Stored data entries
*** Begin section ***

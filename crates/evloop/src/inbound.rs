//! Blocking MPSC inbound queue and the thread-safe posting handle.

#[cfg(not(feature = "std"))]
use alloc::collections::VecDeque;
#[cfg(feature = "std")]
use std::collections::VecDeque;

use core::sync::atomic::{AtomicBool, Ordering};

use log::warn;

#[cfg(feature = "std")]
use ctxhub_core::sync::Condvar;
use ctxhub_core::sync::{Arc, Mutex};
use ctxhub_core::{Event, FreeHook, HubError, HubResult, SystemCallback};
use ctxhub_pool::{EventHandle, EventPool};

/// One item handed from a producer thread to the event loop.
#[derive(Debug)]
pub enum Inbound {
    /// A pooled event awaiting fan-out.
    Event(EventHandle),
    /// A deferred platform completion awaiting dispatch on the loop thread.
    Callback(SystemCallback),
}

/// Bounded MPSC queue feeding the event loop.
///
/// `push` may be called from any thread and wakes the loop; the two pop
/// flavors may only be called from the loop thread (single consumer).
pub struct InboundQueue {
    queue: Mutex<VecDeque<Inbound>>,
    capacity: usize,
    stopped: AtomicBool,
    #[cfg(feature = "std")]
    ready: Condvar,
}

impl InboundQueue {
    pub fn new(capacity: usize) -> Arc<Self> {
        Arc::new(Self {
            queue: Mutex::new(VecDeque::with_capacity(capacity)),
            capacity,
            stopped: AtomicBool::new(false),
            #[cfg(feature = "std")]
            ready: Condvar::new(),
        })
    }

    /// Enqueues an item, waking the loop thread if it is blocked.
    pub fn push(&self, item: Inbound) -> HubResult<()> {
        if self.is_stopped() {
            return Err(HubError::Stopped);
        }
        {
            let mut queue = self.queue.lock();
            if queue.len() >= self.capacity {
                return Err(HubError::QueueFull);
            }
            queue.push_back(item);
        }
        #[cfg(feature = "std")]
        self.ready.notify_one();
        Ok(())
    }

    /// Non-blocking pop, used while nanoapps still have pending work.
    pub fn try_pop(&self) -> Option<Inbound> {
        self.queue.lock().pop_front()
    }

    /// Blocking pop; returns `None` once a stop request has been observed.
    ///
    /// This is the only blocking point in the runtime: the loop parks here
    /// when no nanoapp has pending events and the queue is empty.
    pub fn pop_blocking(&self) -> Option<Inbound> {
        #[cfg(feature = "std")]
        {
            let mut queue = self.queue.lock();
            loop {
                if let Some(item) = queue.pop_front() {
                    return Some(item);
                }
                if self.is_stopped() {
                    return None;
                }
                self.ready.wait(&mut queue);
            }
        }
        #[cfg(not(feature = "std"))]
        {
            loop {
                if let Some(item) = self.try_pop() {
                    return Some(item);
                }
                if self.is_stopped() {
                    return None;
                }
                core::hint::spin_loop();
            }
        }
    }

    /// Requests loop shutdown from any thread.
    pub fn stop(&self) {
        self.stopped.store(true, Ordering::Release);
        #[cfg(feature = "std")]
        self.ready.notify_all();
    }

    pub fn is_stopped(&self) -> bool {
        self.stopped.load(Ordering::Acquire)
    }

    pub fn len(&self) -> usize {
        self.queue.lock().len()
    }

    pub fn is_empty(&self) -> bool {
        self.queue.lock().is_empty()
    }
}

/// Clone-able handle for posting events and deferred callbacks from any
/// thread — the only interface platform drivers get to the loop.
#[derive(Clone)]
pub struct EventPoster {
    pool: Arc<EventPool>,
    queue: Arc<InboundQueue>,
}

impl EventPoster {
    pub(crate) fn new(pool: Arc<EventPool>, queue: Arc<InboundQueue>) -> Self {
        Self { pool, queue }
    }

    /// Posts an event; exhaustion and shutdown are recoverable (the post is
    /// dropped, the free hook still runs).
    pub fn post_event(&self, event: Event) -> HubResult<()> {
        self.post_event_with_hook(event, None)
    }

    pub fn post_event_with_hook(&self, event: Event, hook: Option<FreeHook>) -> HubResult<()> {
        let event_type = event.event_type();
        let handle = match self.pool.allocate(event, hook) {
            Ok(handle) => handle,
            Err(err) => {
                warn!("dropping {event_type}: {err}");
                return Err(err);
            }
        };
        if let Err(err) = self.queue.push(Inbound::Event(handle)) {
            warn!("dropping {event_type}: {err}");
            // Never delivered; releasing the slot runs the free hook.
            drop(self.pool.discard(handle));
            return Err(err);
        }
        Ok(())
    }

    /// Posts an event on a path where dropping it would corrupt
    /// nanoapp-visible state. Allocation failure here is a fatal process
    /// error by contract.
    pub fn post_event_or_die(&self, event: Event) {
        if let Err(err) = self.post_event(event) {
            panic!("fatal event post failure: {err}");
        }
    }

    /// Hands a deferred platform completion to the loop thread.
    pub fn post_callback(&self, callback: SystemCallback) -> HubResult<()> {
        self.queue.push(Inbound::Callback(callback))
    }
}
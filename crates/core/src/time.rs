//! Monotonic time newtypes.
//!
//! The runtime keeps all deadlines in nanoseconds since an arbitrary
//! monotonic epoch chosen by the platform clock. Arithmetic saturates rather
//! than wrapping: a saturated deadline (`u64::MAX`) simply never fires.

use core::fmt;
use core::ops::{Add, Sub};

/// Nanoseconds on the platform's monotonic clock.
#[derive(Debug, Default, Clone, Copy, PartialEq, Eq, PartialOrd, Ord, Hash)]
pub struct Nanoseconds(pub u64);

impl Nanoseconds {
    pub const ZERO: Nanoseconds = Nanoseconds(0);
    pub const MAX: Nanoseconds = Nanoseconds(u64::MAX);

    pub const fn new(ns: u64) -> Self {
        Self(ns)
    }

    pub const fn from_millis(ms: u64) -> Self {
        Self(ms.saturating_mul(1_000_000))
    }

    pub const fn from_secs(secs: u64) -> Self {
        Self(secs.saturating_mul(1_000_000_000))
    }

    pub const fn raw(self) -> u64 {
        self.0
    }

    pub const fn as_millis(self) -> u64 {
        self.0 / 1_000_000
    }

    pub const fn is_zero(self) -> bool {
        self.0 == 0
    }

    pub const fn saturating_add(self, rhs: Nanoseconds) -> Nanoseconds {
        Nanoseconds(self.0.saturating_add(rhs.0))
    }

    pub const fn saturating_sub(self, rhs: Nanoseconds) -> Nanoseconds {
        Nanoseconds(self.0.saturating_sub(rhs.0))
    }
}

impl Add for Nanoseconds {
    type Output = Nanoseconds;

    fn add(self, rhs: Nanoseconds) -> Nanoseconds {
        self.saturating_add(rhs)
    }
}

impl Sub for Nanoseconds {
    type Output = Nanoseconds;

    fn sub(self, rhs: Nanoseconds) -> Nanoseconds {
        self.saturating_sub(rhs)
    }
}

impl fmt::Display for Nanoseconds {
    fn fmt(&self, f: &mut fmt::Formatter<'_>) -> fmt::Result {
        write!(f, "{}ns", self.0)
    }
}
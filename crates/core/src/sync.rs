//! Locking primitives for `std` and `lock-free` builds.
//!
//! The event pool, the host message pool, and the inbound queue are the only
//! structures touched from both the event-loop thread and platform driver
//! threads, so they need genuine cross-thread synchronization. With the
//! default `std` feature this wraps `parking_lot`; the opt-in `lock-free`
//! build substitutes `spin` for targets without an OS. Lock poisoning is not
//! a concern with either backend.

#[cfg(not(feature = "std"))]
pub use alloc::sync::Arc;
#[cfg(feature = "std")]
pub use std::sync::Arc;

#[cfg(feature = "std")]
pub type MutexGuard<'a, T> = parking_lot::MutexGuard<'a, T>;
#[cfg(not(feature = "std"))]
pub type MutexGuard<'a, T> = spin::MutexGuard<'a, T>;

/// Platform-agnostic mutex wrapper.
pub struct Mutex<T> {
    #[cfg(feature = "std")]
    inner: parking_lot::Mutex<T>,
    #[cfg(not(feature = "std"))]
    inner: spin::Mutex<T>,
}

impl<T> Mutex<T> {
    pub const fn new(value: T) -> Self {
        Self {
            #[cfg(feature = "std")]
            inner: parking_lot::Mutex::new(value),
            #[cfg(not(feature = "std"))]
            inner: spin::Mutex::new(value),
        }
    }

    /// Acquires the mutex, blocking (or spinning) until available.
    pub fn lock(&self) -> MutexGuard<'_, T> {
        self.inner.lock()
    }
}

impl<T: Default> Default for Mutex<T> {
    fn default() -> Self {
        Self::new(T::default())
    }
}

/// Condition variable used by the blocking inbound-queue pop.
///
/// Only available with the `std` feature; the `lock-free` build falls back
/// to a spin wait with a CPU relax hint at the single blocking point in the
/// event loop.
#[cfg(feature = "std")]
pub struct Condvar {
    inner: parking_lot::Condvar,
}

#[cfg(feature = "std")]
impl Condvar {
    pub const fn new() -> Self {
        Self {
            inner: parking_lot::Condvar::new(),
        }
    }

    pub fn wait<T>(&self, guard: &mut MutexGuard<'_, T>) {
        self.inner.wait(guard);
    }

    pub fn notify_one(&self) {
        self.inner.notify_one();
    }

    pub fn notify_all(&self) {
        self.inner.notify_all();
    }
}

#[cfg(feature = "std")]
impl Default for Condvar {
    fn default() -> Self {
        Self::new()
    }
}
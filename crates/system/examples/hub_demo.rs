//! Hosted hub demo: a heartbeat nanoapp driven by a real thread-backed
//! timer, with stub platform bindings that complete their transitions
//! through the inbound queue. Ctrl-C stops the hub.

use std::sync::{Arc, Mutex};

use ctxhub_core::{
    AppId, AsyncError, AsyncResult, AudioCapabilities, BleCapabilities, BleFilterCapabilities,
    Event, EventType, GnssCapabilities, Nanoseconds, SlotHandle, SystemCallback, TimerFired,
    WifiCapabilities, WwanCapabilities,
};
use ctxhub_evloop::EventPoster;
use ctxhub_host::{HostLink, HostMessage};
use ctxhub_req::{
    AudioPal, AudioRequest, BlePal, BleRequest, BleScanMode, GnssPal, GnssRequest, WifiPal,
    WifiRequest, WwanPal,
};
use ctxhub_system::{Hub, HubApi, HubConfig, Nanoapp, Platform};
use ctxhub_timer::{StdClock, ThreadTimer};

/// The poster only exists once the hub does, so the stubs receive it
/// through a shared late-bound slot.
#[derive(Clone, Default)]
struct PosterSlot(Arc<Mutex<Option<EventPoster>>>);

impl PosterSlot {
    fn bind(&self, poster: EventPoster) {
        *self.0.lock().unwrap() = Some(poster);
    }

    fn complete(&self, callback: SystemCallback) {
        if let Some(poster) = self.0.lock().unwrap().as_ref() {
            let _ = poster.post_callback(callback);
        }
    }
}

/// Platform stubs that accept every request and ack it right away.
#[derive(Clone)]
struct StubPal(PosterSlot);

impl BlePal for StubPal {
    fn capabilities(&self) -> BleCapabilities {
        BleCapabilities::SCAN
    }
    fn filter_capabilities(&self) -> BleFilterCapabilities {
        BleFilterCapabilities::RSSI
    }
    fn start_scan(&mut self, _request: &BleRequest) -> bool {
        self.0.complete(SystemCallback::BleScanResponse {
            error: AsyncError::None,
        });
        true
    }
    fn stop_scan(&mut self) -> bool {
        self.0.complete(SystemCallback::BleScanResponse {
            error: AsyncError::None,
        });
        true
    }
}

impl GnssPal for StubPal {
    fn capabilities(&self) -> GnssCapabilities {
        GnssCapabilities::empty()
    }
    fn start_location_session(&mut self, _request: &GnssRequest) -> bool {
        false
    }
    fn stop_location_session(&mut self) -> bool {
        false
    }
}

impl WifiPal for StubPal {
    fn capabilities(&self) -> WifiCapabilities {
        WifiCapabilities::empty()
    }
    fn start_scan_monitor(&mut self, _request: &WifiRequest) -> bool {
        false
    }
    fn stop_scan_monitor(&mut self) -> bool {
        false
    }
}

impl WwanPal for StubPal {
    fn capabilities(&self) -> WwanCapabilities {
        WwanCapabilities::empty()
    }
    fn start_cell_info(&mut self) -> bool {
        false
    }
    fn stop_cell_info(&mut self) -> bool {
        false
    }
}

impl AudioPal for StubPal {
    fn capabilities(&self) -> AudioCapabilities {
        AudioCapabilities::empty()
    }
    fn start_source(&mut self, _request: &AudioRequest) -> bool {
        false
    }
    fn stop_source(&mut self) -> bool {
        false
    }
}

/// Host link that prints outbound messages and completes them.
#[derive(Clone)]
struct StdoutLink(PosterSlot);

impl HostLink for StdoutLink {
    fn send(&mut self, handle: SlotHandle, message: &HostMessage) -> bool {
        println!(
            "[host] {} sent {} bytes to endpoint {:#06x}",
            message.app_id,
            message.data.len(),
            message.host_endpoint
        );
        self.0.complete(SystemCallback::HostMessageDelivered {
            handle,
            error: AsyncError::None,
        });
        true
    }
}

struct HeartbeatApp {
    beats: u64,
}

impl Nanoapp for HeartbeatApp {
    fn app_id(&self) -> AppId {
        AppId::new(0x0062_6561_7462_6561)
    }

    fn on_start(&mut self, api: &mut HubApi<'_>) -> bool {
        println!("[app] starting, ble caps: {:?}", api.ble_capabilities());
        api.set_timer(Nanoseconds::from_secs(1), 0, false).is_ok()
            && api.ble_start_scan(BleScanMode::Background, 0, vec![], 1)
    }

    fn on_event(&mut self, api: &mut HubApi<'_>, event: &Event) {
        match event.event_type() {
            EventType::TIMER => {
                if let Some(fired) = event.payload_as::<TimerFired>() {
                    self.beats += 1;
                    println!("[app] heartbeat {} (timer {})", self.beats, fired.handle);
                    api.send_message_to_host(self.beats.to_le_bytes().to_vec(), 1, 0x0010, None);
                }
            }
            EventType::BLE_ASYNC_RESULT => {
                if let Some(result) = event.payload_as::<AsyncResult>() {
                    println!("[app] ble scan transition: success={}", result.success);
                }
            }
            other => println!("[app] event {other}"),
        }
    }

    fn on_stop(&mut self, _api: &mut HubApi<'_>) {
        println!("[app] stopping after {} heartbeats", self.beats);
    }
}

fn main() {
    let slot = PosterSlot::default();
    let clock = Arc::new(StdClock::new());

    let mut hub = Hub::new(
        HubConfig::default(),
        Platform {
            ble: Box::new(StubPal(slot.clone())),
            gnss: Box::new(StubPal(slot.clone())),
            wifi: Box::new(StubPal(slot.clone())),
            wwan: Box::new(StubPal(slot.clone())),
            audio: Box::new(StubPal(slot.clone())),
            host_link: Box::new(StdoutLink(slot.clone())),
            timer: Box::new(deferred_timer(&slot, &clock)),
            clock,
        },
    );
    slot.bind(hub.poster());

    let stop = hub.stop_handle();
    ctrlc::set_handler(move || stop.stop()).expect("failed to install the Ctrl-C handler");

    let app = hub
        .start_nanoapp(Box::new(HeartbeatApp { beats: 0 }))
        .expect("heartbeat nanoapp failed to start");
    println!("[hub] running {app}, press Ctrl-C to stop");

    hub.run();
    let _ = hub.stop_nanoapp(app);
}

fn deferred_timer(slot: &PosterSlot, clock: &Arc<StdClock>) -> impl ctxhub_timer::SystemTimer {
    DeferredTimer {
        slot: slot.clone(),
        clock: Arc::clone(clock) as Arc<dyn ctxhub_timer::Clock>,
        inner: None,
    }
}

/// Thread timer whose poster arrives after hub construction; the real
/// [`ThreadTimer`] spawns on first arm, by which time the slot is bound.
struct DeferredTimer {
    slot: PosterSlot,
    clock: Arc<dyn ctxhub_timer::Clock>,
    inner: Option<ThreadTimer>,
}

impl ctxhub_timer::SystemTimer for DeferredTimer {
    fn arm(&mut self, deadline: Nanoseconds) {
        if self.inner.is_none() {
            let poster = self
                .slot
                .0
                .lock()
                .unwrap()
                .clone()
                .expect("timer armed before the poster was bound");
            self.inner = Some(ThreadTimer::new(poster, Arc::clone(&self.clock)));
        }
        if let Some(timer) = self.inner.as_mut() {
            timer.arm(deadline);
        }
    }

    fn cancel(&mut self) {
        if let Some(timer) = self.inner.as_mut() {
            timer.cancel();
        }
    }
}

*** End section ***

What this task involves:
A single number is the expected answer: how many lines of the entries contain "EventType".

Exercise output:
3